Long-term renal injury in ANCA-associated vasculitis: an analysis of 31 patients with follow-up biopsies

Herbert A. Hauer1,, Ingeborg M. Bajema4, E. Christiaan Hagen5, Laure-Hélène Noël6, Franco Ferrario7, Rüdiger Waldherr8, Hans C. van Houwelingen2, Philippe Lesavre6, Renato A. Sinico7, Fokko van der Woude9, Gill Gaskin10, Cornelis A. Verburgh3, Emile de Heer1 and Jan A. Bruijn1

1 Department of Pathology, 2 Department of Medical Statistics and 3 Department of Nephrology, Leiden University Medical Center, Leiden, The Netherlands, 4 Department of Pathology, Erasmus University Medical Center Rotterdam, The Netherlands, 5 Department of Internal Medicine, Eemland Hospital, Amersfoort, The Netherlands, 6 Department of Nephrology and INSERM U507, Hôpital Necker, Paris, France, 7 Renal Immunopathology Center, Ospedale San Carlo Borromeo, Milan, Italy, 8 Department of Pathology, University of Heidelberg, Heidelberg, Germany, 9 Department of Nephrology, University of Heidelberg, Mannheim, Germany and 10 Renal Section, Hammersmith Hospital, London, UK

Background. We reported previously that in renal disease in relation to antineutrophil cytoplasm auto-antibodies (ANCA)-associated vasculitis, renal outcome correlates better with the percentage of normal glomeruli than with separate active lesions. This may imply that glomeruli, once affected by necrotizing and crescentic lesions, are irreversibly damaged. We quantified and evaluated the course of renal lesions in the present study.

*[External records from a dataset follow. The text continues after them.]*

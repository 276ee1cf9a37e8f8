mod commands;
mod terminal;

use commands::{CommandLine, check};
use terminal::{logging, print};

#[tokio::main]
async fn main() -> anyhow::Result<()> {
    let commands = CommandLine::parse_args();

    logging::init_logging()?;

    let cfg = commands.config();
    print::banner(cfg.no_banner, cfg.quiet);

    check::check(commands.targets, &cfg).await?;

    print::end_of_program(cfg.quiet);
    Ok(())
}
//! Answers "is this endpoint accepting TCP connections right now?".
//!
//! A [`ReachabilityChecker`] holds a host, a port and a timeout. Each call to
//! [`ReachabilityChecker::is_reachable`] resolves the host, makes one bounded
//! connection attempt to the first address and closes it again. Nothing is cached
//! between calls.
//!
//! Lookup failures are returned as [`ReachError`]; every connection failure
//! (refused, timed out, unreachable) is reported as `Ok(false)`.

use std::fmt;
use std::time::Duration;

use reachr_common::{DEFAULT_PORT, DEFAULT_TIMEOUT_MS, ReachError, Target};
use tracing::debug;

use crate::network::tcp;

#[derive(Clone, Debug, PartialEq, Eq)]
pub struct ReachabilityChecker {
    host: String,
    port: u16,
    timeout: u64,
}

impl ReachabilityChecker {
    /// Checks `host` on port 80 with a 1000 ms timeout.
    pub fn new(host: impl Into<String>) -> Self {
        Self::with_timeout(host, DEFAULT_PORT, DEFAULT_TIMEOUT_MS)
    }

    /// Checks `host` on `port` with a 1000 ms timeout.
    pub fn with_port(host: impl Into<String>, port: u16) -> Self {
        Self::with_timeout(host, port, DEFAULT_TIMEOUT_MS)
    }

    /// Fully explicit constructor. `timeout` is in milliseconds, `0` means unbounded.
    ///
    /// Nothing is validated here; a bad host only shows up when the check runs.
    pub fn with_timeout(host: impl Into<String>, port: u16, timeout: u64) -> Self {
        Self {
            host: host.into(),
            port,
            timeout,
        }
    }

    pub fn host(&self) -> &str {
        &self.host
    }

    pub fn port(&self) -> u16 {
        self.port
    }

    /// Timeout in milliseconds, exactly as given.
    pub fn timeout(&self) -> u64 {
        self.timeout
    }

    /// The connect bound, or `None` when the timeout is `0`.
    pub fn timeout_duration(&self) -> Option<Duration> {
        match self.timeout {
            0 => None,
            ms => Some(Duration::from_millis(ms)),
        }
    }

    /// Blocks for at most the configured timeout (plus name lookup).
    pub fn is_reachable(&self) -> Result<bool, ReachError> {
        let addr = tcp::resolve_first(&self.host, self.port)?;
        let reachable = tcp::handshake(addr, self.timeout_duration());
        debug!(host = %self.host, %addr, reachable, "reachability checked");
        Ok(reachable)
    }

    /// Same contract as [`Self::is_reachable`], driven by the tokio runtime.
    pub async fn is_reachable_async(&self) -> Result<bool, ReachError> {
        let addr = tcp::resolve_first_async(&self.host, self.port).await?;
        let reachable = tcp::handshake_async(addr, self.timeout_duration()).await;
        debug!(host = %self.host, %addr, reachable, "reachability checked");
        Ok(reachable)
    }
}

impl From<Target> for ReachabilityChecker {
    fn from(target: Target) -> Self {
        Self::with_port(target.host, target.port)
    }
}

impl fmt::Display for ReachabilityChecker {
    fn fmt(&self, f: &mut fmt::Formatter<'_>) -> fmt::Result {
        write!(f, "{} (port {})", self.host, self.port)
    }
}

// ╔════════════════════════════════════════════╗
// ║ ████████╗███████╗███████╗████████╗███████╗ ║
// ║ ╚══██╔══╝██╔════╝██╔════╝╚══██╔══╝██╔════╝ ║
// ║    ██║   █████╗  ███████╗   ██║   ███████╗ ║
// ║    ██║   ██╔══╝  ╚════██║   ██║   ╚════██║ ║
// ║    ██║   ███████╗███████║   ██║   ███████║ ║
// ║    ╚═╝   ╚══════╝╚══════╝   ╚═╝   ╚══════╝ ║
// ╚════════════════════════════════════════════╝
pub mod colors;
pub mod logging;
pub mod print;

Methods. We retrospectively analysed 31 patients with renal disease in relation to ANCA-associated vasculitis, all treated with immunosuppressive drugs. In all patients, a renal biopsy was performed at diagnosis. A follow-up biopsy was performed in all patients on the indication of a suspected renal relapse, after a mean interval of 31 months.

Results. The mean percentage of normal glomeruli in the renal biopsy did not change over time (29% in the initial and 30% in the follow-up biopsy). The mean percentage of glomeruli with crescents, however, significantly decreased from 57 to 30% (P<0.001). The percentage of glomerulosclerosis significantly increased from 12 to 39% (P<0.001). The data were independent of diagnosis, gender, age, time interval between the biopsies, and treatment.

Conclusions. This is the first study to quantify glomerular changes between two time points in patients with renal vasculitis. Our results suggest that, on average, no new glomeruli are recruited into the active disease process. The sum of the percentage of crescentic and sclerotic glomeruli in the initial biopsies is larger than the percentage of sclerotic glomeruli in the follow-up biopsies. Thus, therapy seems not only to prevent normal glomeruli from being recruited into the active disease process for a certain time, but seems also to allow part of the active lesions to revert into a normal phenotype, although another part of the active lesions will be transformed to a chronic phenotype.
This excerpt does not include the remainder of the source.